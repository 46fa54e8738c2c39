//! Authoritative action scheduling for one character.
//!
//! Every character owns a [`ServerActionPlayer`]. It keeps a blocking queue,
//! whose head is the one action currently occupying the character, plus a set
//! of non-blocking actions that keep running alongside it. Requests that would
//! make the queue too deep are dropped, actions still on cooldown are skipped,
//! and targeted requests get target and chase actions synthesized ahead of
//! them.

use log::debug;
use shared::action::{
    Action, ActionConfig, ActionContext, ActionFactory, ActionLogic, ActionRequestData, BlockingMode,
    BuffableValue, GameplayActivity, RunningActions,
};
use shared::{ActionId, EntityId, World};
use std::collections::{HashMap, VecDeque};

/// Seconds of estimated blocking work a queue may hold before new requests
/// are dropped.
pub const MAX_QUEUE_TIME_DEPTH: f32 = 1.6;

/// The collections an action can see while one of its siblings is detached
/// from the player to run a hook.
struct Peers<'a> {
    queue: &'a mut VecDeque<Box<Action>>,
    /// Whether `queue.front()` has been started.
    head_running: &'a mut bool,
    non_blocking: &'a mut Vec<Box<Action>>,
    released: &'a mut Vec<Box<Action>>,
}

impl Peers<'_> {
    fn cancel_matching(
        &mut self,
        logic: ActionLogic,
        cancel_all: bool,
        except: Option<u64>,
        world: &mut dyn World,
        character: EntityId,
        now: f32,
    ) {
        let matches = |action: &Action| action.logic() == logic && Some(action.serial()) != except;

        for index in (0..self.non_blocking.len()).rev() {
            if !matches(&self.non_blocking[index]) {
                continue;
            }
            let mut action = self.non_blocking.remove(index);
            action.cancel(&mut ActionContext::new(&mut *world, character, now));
            self.released.push(action);
            if !cancel_all {
                break;
            }
        }

        if *self.head_running && self.queue.front().map_or(false, |head| matches(head)) {
            if let Some(mut action) = self.queue.pop_front() {
                action.cancel(&mut ActionContext::new(&mut *world, character, now));
                self.released.push(action);
                // the next queued action starts on the following update
                *self.head_running = false;
            }
        }
    }
}

impl RunningActions for Peers<'_> {
    fn count(&self) -> usize {
        self.non_blocking.len() + usize::from(*self.head_running && !self.queue.is_empty())
    }

    fn cancel_by_logic(
        &mut self,
        logic: ActionLogic,
        cancel_all: bool,
        world: &mut dyn World,
        character: EntityId,
        now: f32,
    ) {
        self.cancel_matching(logic, cancel_all, None, world, character, now);
    }
}

/// Runs one character's blocking queue and non-blocking actions.
#[derive(Debug)]
pub struct ServerActionPlayer {
    character: EntityId,
    queue: VecDeque<Box<Action>>,
    head_running: bool,
    non_blocking: Vec<Box<Action>>,
    /// When each action id last started successfully, for cooldowns.
    last_used: HashMap<ActionId, f32>,
    /// A follow-up produced by an ended action, played on the next update.
    pending_chain: Option<ActionRequestData>,
    /// Finished actions waiting to go back to the factory.
    released: Vec<Box<Action>>,
}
§
_WHAT IS EXPECTED_.
Whenever a line in the entries above includes the word "Some", pull that line out.

_THE COMPLETED TASK_.
        let matches = |action: &Action| action.logic() == logic && Some(action.serial()) != except;
            if let Some(mut action) = self.queue.pop_front() {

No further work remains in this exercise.